Dad picked up a piece of toast, then set it down on his plate without taking a bite. “It’s not right to raise a baby without family, Bridget. You tell Claire that. She needs to come home. I can give Red a job at the store and they can live here until they find a place of their own.”
Bridget raised her brows. It would be wonderful to have Claire back home, especially if Bridget’s plan for September worked out as she hoped.
But Red working at the menswear counter of Reilly’s Department Store?
Taking orders from Dad and living under his roof?
She didn’t know Red well, but that suit didn’t fit.
Still, it wouldn’t hurt to ask Claire about it.
“I’ll mention it, Dad.” She hoped that was all he needed or she was going to miss her hair appointment.
“Promise me, Bridget.” Dad reached across the table and gripped Bridget’s hand. “Promise me you’ll bring your sister and Jenny home.” His voice was somehow desperate and demanding at the same time.

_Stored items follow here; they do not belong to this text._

//! Output model: role-tagged messages made of content blocks, and the
//! builder the compiler feeds while walking a document.

use std::fmt;
use std::str::FromStr;

use indexmap::IndexMap;
use serde::Serialize;

#[derive(Debug, Clone, Copy, PartialEq, Eq, Hash, Serialize)]
#[serde(rename_all = "lowercase")]
pub enum MessageRole {
    System,
    User,
    Assistant,
    Tool,
}

impl MessageRole {
    pub fn as_str(&self) -> &'static str {
        match self {
            MessageRole::System => "system",
            MessageRole::User => "user",
            MessageRole::Assistant => "assistant",
            MessageRole::Tool => "tool",
        }
    }
}

impl FromStr for MessageRole {
    type Err = String;

    fn from_str(s: &str) -> Result<Self, Self::Err> {
        match s {
            "system" => Ok(MessageRole::System),
            "user" => Ok(MessageRole::User),
            "assistant" => Ok(MessageRole::Assistant),
            "tool" => Ok(MessageRole::Tool),
            other => Err(other.to_string()),
        }
    }
}

impl fmt::Display for MessageRole {
    fn fmt(&self, f: &mut fmt::Formatter<'_>) -> fmt::Result {
        f.write_str(self.as_str())
    }
}

#[derive(Debug, Clone, PartialEq, Serialize)]
#[serde(tag = "type", rename_all = "camelCase")]
pub enum ContentBlock {
    Text {
        value: String,
    },
    Image {
        url: String,
    },
    ToolCall {
        id: String,
        name: String,
        arguments: serde_json::Value,
    },
    ToolResult {
        id: String,
        value: String,
    },
}

impl ContentBlock {
    pub fn text(value: impl Into<String>) -> Self {
        ContentBlock::Text {
            value: value.into(),
        }
    }
}

#[derive(Debug, Clone, PartialEq, Serialize)]
pub struct Message {
    pub role: MessageRole,
    pub content: Vec<ContentBlock>,
}

impl Message {
    pub fn new(role: MessageRole, content: Vec<ContentBlock>) -> Self {
        Self { role, content }
    }
}

/// What a successful compile produces.
#[derive(Debug, Clone, Default, PartialEq, Serialize)]
pub struct CompileResult {
    pub config: IndexMap<String, serde_json::Value>,
    pub messages: Vec<Message>,
}

/// Accumulates rendered text and blocks into messages.
///
/// Text outside any message lands in an implicit system message that is
/// flushed whenever an explicit message or reference starts, and at the end.
#[derive(Debug, Default)]
pub(crate) struct ConversationBuilder {
    messages: Vec<Message>,
    open: Option<OpenMessage>,
    loose: Vec<ContentBlock>,
    text: String,
}

#[derive(Debug)]
struct OpenMessage {
    role: MessageRole,
    tool_id: Option<String>,
    content: Vec<ContentBlock>,
}

impl ConversationBuilder {
    pub fn new() -> Self {
        Self::default()
    }

    pub fn push_text(&mut self, text: &str) {
        self.text.push_str(text);
    }

    /// Takes the pending text run without turning it into a block. Used by
    /// tags whose body is data rather than content.
    pub fn take_text(&mut self) -> String {
        std::mem::take(&mut self.text)
    }

    /// Turns the pending text run into a text block. Runs are trimmed and
    /// blank runs are dropped.
    pub fn flush_text(&mut self) {
        let text = self.take_text();
        let trimmed = text.trim();
        if !trimmed.is_empty() {
            self.push_block(ContentBlock::text(trimmed));
        }
    }

    pub fn push_block(&mut self, block: ContentBlock) {
        match &mut self.open {
            Some(message) => message.content.push(block),
            None => self.loose.push(block),
        }
    }

    /// Emits the implicit system message, if anything was collected.
    pub fn flush_loose(&mut self) {
        self.flush_text();
        if !self.loose.is_empty() {
            let content = std::mem::take(&mut self.loose);
            self.messages.push(Message::new(MessageRole::System, content));
        }
    }

    pub fn begin_message(&mut self, role: MessageRole, tool_id: Option<String>) {
        self.flush_loose();
        self.open = Some(OpenMessage {
            role,
            tool_id,
            content: Vec::new(),
        });
    }

    /// Closes the open message. Text in a tool message becomes a tool
    /// result for the message's id.
    pub fn end_message(&mut self) {
        self.flush_text();
        let Some(open) = self.open.take() else {
            return;
        };
        let content = match (open.role, open.tool_id) {
            (MessageRole::Tool, Some(id)) => open
                .content
                .into_iter()
                .map(|block| match block {
                    ContentBlock::Text { value } => ContentBlock::ToolResult {
                        id: id.clone(),
                        value,
                    },
                    other => other,
                })
                .collect(),
            _ => open.content,
        };
        self.messages.push(Message::new(open.role, content));
    }

    /// Appends already-built messages, e.g. from a referenced prompt.
    pub fn extend(&mut self, messages: Vec<Message>) {
        self.flush_loose();
        self.messages.extend(messages);
    }

    pub fn finish(mut self) -> Vec<Message> {
        self.end_message();
        self.flush_loose();
        self.messages
    }
}

#[cfg(test)]
mod tests {
    use super::*;
    use pretty_assertions::assert_eq;

    #[test]
    fn loose_text_becomes_system_message() {
        let mut builder = ConversationBuilder::new();
        builder.push_text("  Be brief.\n");
        builder.begin_message(MessageRole::User, None);
        builder.push_text("Hi");
        builder.end_message();
        builder.push_text("\n\n");

        assert_eq!(
            builder.finish(),
            vec![
                Message::new(MessageRole::System, vec![ContentBlock::text("Be brief.")]),
                Message::new(MessageRole::User, vec![ContentBlock::text("Hi")]),
            ]
        );
    }

    #[test]
    fn tool_message_text_becomes_result() {
        let mut builder = ConversationBuilder::new();
        builder.begin_message(MessageRole::Tool, Some("call-1".into()));
        builder.push_text("42");
        builder.end_message();

        assert_eq!(
            builder.finish(),
            vec![Message::new(
                MessageRole::Tool,
                vec![ContentBlock::ToolResult {
                    id: "call-1".into(),
                    value: "42".into()
                }]
            )]
        );
    }

    #[test]
    fn blocks_serialize_with_type_tag() {
        let block = ContentBlock::ToolCall {
            id: "1".into(),
            name: "search".into(),
            arguments: serde_json::json!({ "q": "rust" }),
        };
        assert_eq!(
            serde_json::to_value(&block).unwrap(),
            serde_json::json!({ "type": "toolCall", "id": "1", "name": "search", "arguments": { "q": "rust" } })
        );
        assert_eq!(
            serde_json::to_value(MessageRole::Assistant).unwrap(),
            serde_json::json!("assistant")
        );
    }

    #[test]
    fn roles_parse_from_names() {
        assert_eq!("tool".parse::<MessageRole>(), Ok(MessageRole::Tool));
        assert_eq!("robot".parse::<MessageRole>(), Err("robot".to_string()));
    }
}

Bridget felt the beginnings of alarm. “I’ll talk to her, Dad.”
He didn’t loosen his grip. “And if Red won’t come”—his worried eyes met hers—“you bring Claire and Jenny back without him.”

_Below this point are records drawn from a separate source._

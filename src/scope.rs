use indexmap::IndexMap;

use crate::value::Value;

#[derive(Debug, Clone, Copy, PartialEq, Eq)]
pub struct ScopeId(usize);

#[derive(Debug)]
struct Frame {
    bindings: IndexMap<String, Value>,
    parent: Option<ScopeId>,
}

/// Tree of variable frames. Each frame links to its parent; lookups walk
/// upward, declarations touch only the given frame.
///
/// Frames are entered and exited in stack order, so exiting a frame also
/// drops everything entered after it.
#[derive(Debug)]
pub struct ScopeTree {
    frames: Vec<Frame>,
}

#[derive(Debug, Clone, PartialEq, Eq)]
pub struct AlreadyDeclared;

impl ScopeTree {
    pub fn new(root: IndexMap<String, Value>) -> Self {
        Self {
            frames: vec![Frame {
                bindings: root,
                parent: None,
            }],
        }
    }

    pub fn root(&self) -> ScopeId {
        ScopeId(0)
    }

    pub fn enter(&mut self, parent: ScopeId) -> ScopeId {
        self.frames.push(Frame {
            bindings: IndexMap::new(),
            parent: Some(parent),
        });
        ScopeId(self.frames.len() - 1)
    }

    pub fn exit(&mut self, scope: ScopeId) {
        if scope.0 > 0 {
            self.frames.truncate(scope.0);
        }
    }

    pub fn declare(
        &mut self,
        scope: ScopeId,
        name: &str,
        value: Value,
    ) -> Result<(), AlreadyDeclared> {
        let frame = &mut self.frames[scope.0];
        if frame.bindings.contains_key(name) {
            return Err(AlreadyDeclared);
        }
        frame.bindings.insert(name.to_string(), value);
        Ok(())
    }

    /// Binds `name` in `scope`, replacing any local binding.
    pub fn set_local(&mut self, scope: ScopeId, name: &str, value: Value) {
        self.frames[scope.0].bindings.insert(name.to_string(), value);
    }

    /// Frame that holds `name`, searching from `scope` outward.
    fn owner(&self, scope: ScopeId, name: &str) -> Option<ScopeId> {
        let mut current = Some(scope);
        while let Some(id) = current {
            let frame = &self.frames[id.0];
            if frame.bindings.contains_key(name) {
                return Some(id);
            }
            current = frame.parent;
        }
        None
    }

    pub fn lookup(&self, scope: ScopeId, name: &str) -> Option<&Value> {
        let owner = self.owner(scope, name)?;
        self.frames[owner.0].bindings.get(name)
    }

    pub fn lookup_mut(&mut self, scope: ScopeId, name: &str) -> Option<&mut Value> {
        let owner = self.owner(scope, name)?;
        self.frames[owner.0].bindings.get_mut(name)
    }

    /// Every binding visible from `scope`; inner frames shadow outer ones.
    pub fn snapshot(&self, scope: ScopeId) -> IndexMap<String, Value> {
        let mut chain = Vec::new();
        let mut current = Some(scope);
        while let Some(id) = current {
            chain.push(id);
            current = self.frames[id.0].parent;
        }

        let mut visible = IndexMap::new();
        for id in chain.into_iter().rev() {
            for (name, value) in &self.frames[id.0].bindings {
                visible.insert(name.clone(), value.clone());
            }
        }
        visible
    }
}

#[cfg(test)]
mod tests {
    use super::*;

    fn tree() -> ScopeTree {
        let mut root = IndexMap::new();
        root.insert("name".to_string(), Value::from("root"));
        ScopeTree::new(root)
    }

    #[test]
    fn lookup_walks_to_parent() {
        let mut scopes = tree();
        let child = scopes.enter(scopes.root());
        assert_eq!(scopes.lookup(child, "name"), Some(&Value::from("root")));
        assert_eq!(scopes.lookup(child, "missing"), None);
    }

    #[test]
    fn declarations_are_local() {
        let mut scopes = tree();
        let child = scopes.enter(scopes.root());
        scopes.declare(child, "name", Value::from("child")).unwrap();
        assert_eq!(scopes.declare(child, "name", Value::Null), Err(AlreadyDeclared));
        assert_eq!(scopes.lookup(child, "name"), Some(&Value::from("child")));

        scopes.exit(child);
        assert_eq!(scopes.lookup(scopes.root(), "name"), Some(&Value::from("root")));
    }

    #[test]
    fn writes_reach_the_owning_frame() {
        let mut scopes = tree();
        let child = scopes.enter(scopes.root());
        if let Some(value) = scopes.lookup_mut(child, "name") {
            *value = Value::from("renamed");
        }
        scopes.exit(child);
        assert_eq!(scopes.lookup(scopes.root(), "name"), Some(&Value::from("renamed")));
    }

    #[test]
    fn snapshot_prefers_inner_bindings() {
        let mut scopes = tree();
        let child = scopes.enter(scopes.root());
        scopes.set_local(child, "name", Value::from("inner"));
        scopes.set_local(child, "extra", Value::Bool(true));

        let visible = scopes.snapshot(child);
        assert_eq!(visible["name"], Value::from("inner"));
        assert_eq!(visible["extra"], Value::Bool(true));
    }
}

Bridget stared at her father. “Dad, I don’t think—”
“Red will come around if he really does love her,” he insisted.
Bridget considered her Dad’s reasoning. If Red loved Claire, of course he’d want what was best for her. But would this be best for Claire? Living at home with Dad and her new husband? She wasn’t so sure.
“Bridget,” Dad said, this time gentle and pleading. “Promise me.”
She felt a wrench of dismay. She never could defy Dad like Claire and Frannie did. His gaze met hers and her resistance crumbled. “I promise, Dad.” She wanted to take the words back as soon as she spoke them. “I have to go.”
“One other thing, Bridget,” Dad said, opening his newspaper and turning to the baseball scores.
What could it be now? Bridget hoped it was something easy like reminding Flo to bring his suit to the cleaners.
“It’s about Frannie.” He looked up at her and Bridget had a sinking feeling she wasn’t going to like what came next. “She’s going to Yellowstone with you.”